### Task objective
Nothing should change. Output the data exactly.

### Dataset entries
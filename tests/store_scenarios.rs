//! End-to-end scenarios for concurrent use of a store.

use statestore::{Phase, ReduceError, Reducer, Reduction, Store, StoreError};
use std::sync::Arc;
use std::thread;
use std::time::Duration;
use tokio::time::timeout;

#[derive(Clone, PartialEq, Debug)]
struct Counter {
    count: u64,
}

#[derive(Clone, Debug)]
enum CounterAction {
    Increment,
    Bad,
    Spread(Vec<CounterAction>),
}

fn counter_reducer() -> Reducer<Counter, CounterAction> {
    Reducer::new(|state: &Counter, action| match action {
        CounterAction::Increment => Ok(Reduction::new(Counter {
            count: state.count + 1,
        })),
        CounterAction::Bad => Err(ReduceError::rejected("bad")),
        CounterAction::Spread(actions) => Ok(Reduction::unchanged(state).then_all(actions)),
    })
}

const WAIT: Duration = Duration::from_secs(10);

#[tokio::test(flavor = "multi_thread", worker_threads = 4)]
async fn three_concurrent_increments() {
    let store = Store::new(Counter { count: 0 }, counter_reducer()).unwrap();
    let mut updates = store.subscribe();

    let callers: Vec<_> = (0..3)
        .map(|_| {
            let store = store.clone();
            thread::spawn(move || store.dispatch(CounterAction::Increment))
        })
        .collect();
    for caller in callers {
        caller.join().unwrap().unwrap();
    }

    let mut seen = Vec::new();
    for _ in 0..3 {
        seen.push(timeout(WAIT, updates.recv()).await.unwrap().unwrap());
    }

    assert_eq!(
        seen,
        vec![
            Counter { count: 1 },
            Counter { count: 2 },
            Counter { count: 3 }
        ]
    );
    assert_eq!(store.read(), Counter { count: 3 });
}

#[tokio::test(flavor = "multi_thread", worker_threads = 4)]
async fn many_callers_lose_no_updates() {
    const CALLERS: u64 = 16;
    const PER_CALLER: u64 = 50;
    let total = CALLERS * PER_CALLER;

    let store = Store::new(Counter { count: 0 }, counter_reducer()).unwrap();
    let mut updates = store.subscribe();

    let callers: Vec<_> = (0..CALLERS)
        .map(|_| {
            let dispatcher = store.dispatcher();
            thread::spawn(move || {
                for _ in 0..PER_CALLER {
                    dispatcher.dispatch(CounterAction::Increment).unwrap();
                }
            })
        })
        .collect();
    for caller in callers {
        caller.join().unwrap();
    }

    for expected in 1..=total {
        let state = timeout(WAIT, updates.recv()).await.unwrap().unwrap();
        assert_eq!(state.count, expected);
    }
    assert_eq!(store.read().count, total);
    assert_eq!(store.stats().accepted, total);
    assert_eq!(store.stats().committed, total);
}

#[tokio::test]
async fn bad_action_reaches_error_observer_only() {
    let store = Store::new(Counter { count: 0 }, counter_reducer()).unwrap();
    let mut updates = store.subscribe();
    let mut errors = store.subscribe_errors();

    store.dispatch(CounterAction::Bad).unwrap();
    drop(store);

    let failure = errors.recv().await.unwrap();
    assert_eq!(failure.error, ReduceError::rejected("bad"));
    assert_eq!(errors.recv().await, None);
    assert_eq!(updates.recv().await, None);
}

#[tokio::test]
async fn follow_ups_commit_after_their_parent_in_order() {
    let store = Store::new(Counter { count: 0 }, counter_reducer()).unwrap();
    let mut updates = store.subscribe();

    store
        .dispatch(CounterAction::Spread(vec![
            CounterAction::Increment,
            CounterAction::Bad,
            CounterAction::Increment,
        ]))
        .unwrap();
    store.dispatch(CounterAction::Increment).unwrap();
    drop(store);

    let mut seen = Vec::new();
    while let Some(state) = updates.recv().await {
        seen.push(state.count);
    }
    assert_eq!(seen, vec![1, 2, 3]);
}

#[tokio::test(flavor = "multi_thread", worker_threads = 2)]
async fn cancelled_subscriber_sees_nothing_committed_later() {
    let store = Store::new(Counter { count: 0 }, counter_reducer()).unwrap();
    let mut cancelled = store.subscribe();
    let mut active = store.subscribe();

    store.dispatch(CounterAction::Increment).unwrap();
    assert_eq!(
        timeout(WAIT, active.recv()).await.unwrap(),
        Some(Counter { count: 1 })
    );

    let handle = cancelled.cancel_handle();
    thread::spawn(move || handle.cancel()).join().unwrap();

    store.dispatch(CounterAction::Increment).unwrap();
    assert_eq!(
        timeout(WAIT, active.recv()).await.unwrap(),
        Some(Counter { count: 2 })
    );

    assert!(cancelled.is_cancelled());
    assert_eq!(cancelled.recv().await, None);
}

#[tokio::test(flavor = "multi_thread", worker_threads = 4)]
async fn concurrent_reads_never_observe_partial_state() {
    #[derive(Clone, PartialEq, Debug)]
    struct Pair {
        left: u64,
        right: u64,
    }

    let reducer = Reducer::infallible(|pair: &Pair, _: ()| {
        Reduction::new(Pair {
            left: pair.left + 1,
            right: pair.right + 1,
        })
    });
    let store = Arc::new(Store::new(Pair { left: 0, right: 0 }, reducer).unwrap());

    let readers: Vec<_> = (0..4)
        .map(|_| {
            let store = Arc::clone(&store);
            thread::spawn(move || {
                for _ in 0..2_000 {
                    let pair = store.read();
                    assert_eq!(pair.left, pair.right);
                }
            })
        })
        .collect();

    for _ in 0..500 {
        store.dispatch(()).unwrap();
    }
    for reader in readers {
        reader.join().unwrap();
    }

    let done = timeout(WAIT, store.wait_for(|p| p.left == 500))
        .await
        .unwrap()
        .unwrap();
    assert_eq!(done, Pair { left: 500, right: 500 });
}

#[tokio::test]
async fn dispatch_after_teardown_is_reported() {
    let store = Store::new(Counter { count: 0 }, counter_reducer()).unwrap();
    let dispatcher = store.dispatcher();
    drop(store);

    assert!(dispatcher.is_closed());
    assert_eq!(
        dispatcher.dispatch(CounterAction::Increment),
        Err(StoreError::Closed)
    );
}

#[test]
fn phase_becomes_closed_when_worker_exits() {
    let runtime_store = {
        let runtime = tokio::runtime::Builder::new_current_thread()
            .build()
            .unwrap();
        let store = Store::builder()
            .initial(Counter { count: 0 })
            .reducer(counter_reducer())
            .runtime(runtime.handle().clone())
            .build()
            .unwrap();
        assert_eq!(store.phase(), Phase::Idle);
        // Dropping the runtime at the end of this block drops the worker.
        store
    };

    assert_eq!(runtime_store.phase(), Phase::Closed);
    assert_eq!(
        runtime_store.dispatch(CounterAction::Increment),
        Err(StoreError::Closed)
    );
    assert_eq!(runtime_store.read(), Counter { count: 0 });
}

### Answer to this problem
filename tests/store_scenarios.rs
//! End-to-end scenarios for concurrent use of a store.

use statestore::{Phase, ReduceError, Reducer, Reduction, Store, StoreError};
use std::sync::Arc;
use std::thread;
use std::time::Duration;
use tokio::time::timeout;

#[derive(Clone, PartialEq, Debug)]
struct Counter {
    count: u64,
}

#[derive(Clone, Debug)]
enum CounterAction {
    Increment,
    Bad,
    Spread(Vec<CounterAction>),
}

fn counter_reducer() -> Reducer<Counter, CounterAction> {
    Reducer::new(|state: &Counter, action| match action {
        CounterAction::Increment => Ok(Reduction::new(Counter {
            count: state.count + 1,
        })),
        CounterAction::Bad => Err(ReduceError::rejected("bad")),
        CounterAction::Spread(actions) => Ok(Reduction::unchanged(state).then_all(actions)),
    })
}

const WAIT: Duration = Duration::from_secs(10);

#[tokio::test(flavor = "multi_thread", worker_threads = 4)]
async fn three_concurrent_increments() {
    let store = Store::new(Counter { count: 0 }, counter_reducer()).unwrap();
    let mut updates = store.subscribe();

    let callers: Vec<_> = (0..3)
        .map(|_| {
            let store = store.clone();
            thread::spawn(move || store.dispatch(CounterAction::Increment))
        })
        .collect();
    for caller in callers {
        caller.join().unwrap().unwrap();
    }

    let mut seen = Vec::new();
    for _ in 0..3 {
        seen.push(timeout(WAIT, updates.recv()).await.unwrap().unwrap());
    }

    assert_eq!(
        seen,
        vec![
            Counter { count: 1 },
            Counter { count: 2 },
            Counter { count: 3 }
        ]
    );
    assert_eq!(store.read(), Counter { count: 3 });
}

#[tokio::test(flavor = "multi_thread", worker_threads = 4)]
async fn many_callers_lose_no_updates() {
    const CALLERS: u64 = 16;
    const PER_CALLER: u64 = 50;
    let total = CALLERS * PER_CALLER;

    let store = Store::new(Counter { count: 0 }, counter_reducer()).unwrap();
    let mut updates = store.subscribe();

    let callers: Vec<_> = (0..CALLERS)
        .map(|_| {
            let dispatcher = store.dispatcher();
            thread::spawn(move || {
                for _ in 0..PER_CALLER {
                    dispatcher.dispatch(CounterAction::Increment).unwrap();
                }
            })
        })
        .collect();
    for caller in callers {
        caller.join().unwrap();
    }

    for expected in 1..=total {
        let state = timeout(WAIT, updates.recv()).await.unwrap().unwrap();
        assert_eq!(state.count, expected);
    }
    assert_eq!(store.read().count, total);
    assert_eq!(store.stats().accepted, total);
    assert_eq!(store.stats().committed, total);
}

#[tokio::test]
async fn bad_action_reaches_error_observer_only() {
    let store = Store::new(Counter { count: 0 }, counter_reducer()).unwrap();
    let mut updates = store.subscribe();
    let mut errors = store.subscribe_errors();

    store.dispatch(CounterAction::Bad).unwrap();
    drop(store);

    let failure = errors.recv().await.unwrap();
    assert_eq!(failure.error, ReduceError::rejected("bad"));
    assert_eq!(errors.recv().await, None);
    assert_eq!(updates.recv().await, None);
}

#[tokio::test]
async fn follow_ups_commit_after_their_parent_in_order() {
    let store = Store::new(Counter { count: 0 }, counter_reducer()).unwrap();
    let mut updates = store.subscribe();

    store
        .dispatch(CounterAction::Spread(vec![
            CounterAction::Increment,
            CounterAction::Bad,
            CounterAction::Increment,
        ]))
        .unwrap();
    store.dispatch(CounterAction::Increment).unwrap();
    drop(store);

    let mut seen = Vec::new();
    while let Some(state) = updates.recv().await {
        seen.push(state.count);
    }
    assert_eq!(seen, vec![1, 2, 3]);
}

#[tokio::test(flavor = "multi_thread", worker_threads = 2)]
async fn cancelled_subscriber_sees_nothing_committed_later() {
    let store = Store::new(Counter { count: 0 }, counter_reducer()).unwrap();
    let mut cancelled = store.subscribe();
    let mut active = store.subscribe();

    store.dispatch(CounterAction::Increment).unwrap();
    assert_eq!(
        timeout(WAIT, active.recv()).await.unwrap(),
        Some(Counter { count: 1 })
    );

    let handle = cancelled.cancel_handle();
    thread::spawn(move || handle.cancel()).join().unwrap();

    store.dispatch(CounterAction::Increment).unwrap();
    assert_eq!(
        timeout(WAIT, active.recv()).await.unwrap(),
        Some(Counter { count: 2 })
    );

    assert!(cancelled.is_cancelled());
    assert_eq!(cancelled.recv().await, None);
}

#[tokio::test(flavor = "multi_thread", worker_threads = 4)]
async fn concurrent_reads_never_observe_partial_state() {
    #[derive(Clone, PartialEq, Debug)]
    struct Pair {
        left: u64,
        right: u64,
    }

    let reducer = Reducer::infallible(|pair: &Pair, _: ()| {
        Reduction::new(Pair {
            left: pair.left + 1,
            right: pair.right + 1,
        })
    });
    let store = Arc::new(Store::new(Pair { left: 0, right: 0 }, reducer).unwrap());

    let readers: Vec<_> = (0..4)
        .map(|_| {
            let store = Arc::clone(&store);
            thread::spawn(move || {
                for _ in 0..2_000 {
                    let pair = store.read();
                    assert_eq!(pair.left, pair.right);
                }
            })
        })
        .collect();

    for _ in 0..500 {
        store.dispatch(()).unwrap();
    }
    for reader in readers {
        reader.join().unwrap();
    }

    let done = timeout(WAIT, store.wait_for(|p| p.left == 500))
        .await
        .unwrap()
        .unwrap();
    assert_eq!(done, Pair { left: 500, right: 500 });
}

#[tokio::test]
async fn dispatch_after_teardown_is_reported() {
    let store = Store::new(Counter { count: 0 }, counter_reducer()).unwrap();
    let dispatcher = store.dispatcher();
    drop(store);

    assert!(dispatcher.is_closed());
    assert_eq!(
        dispatcher.dispatch(CounterAction::Increment),
        Err(StoreError::Closed)
    );
}

#[test]
fn phase_becomes_closed_when_worker_exits() {
    let runtime_store = {
        let runtime = tokio::runtime::Builder::new_current_thread()
            .build()
            .unwrap();
        let store = Store::builder()
            .initial(Counter { count: 0 })
            .reducer(counter_reducer())
            .runtime(runtime.handle().clone())
            .build()
            .unwrap();
        assert_eq!(store.phase(), Phase::Idle);
        // Dropping the runtime at the end of this block drops the worker.
        store
    };

    assert_eq!(runtime_store.phase(), Phase::Closed);
    assert_eq!(
        runtime_store.dispatch(CounterAction::Increment),
        Err(StoreError::Closed)
    );
    assert_eq!(runtime_store.read(), Counter { count: 0 });
}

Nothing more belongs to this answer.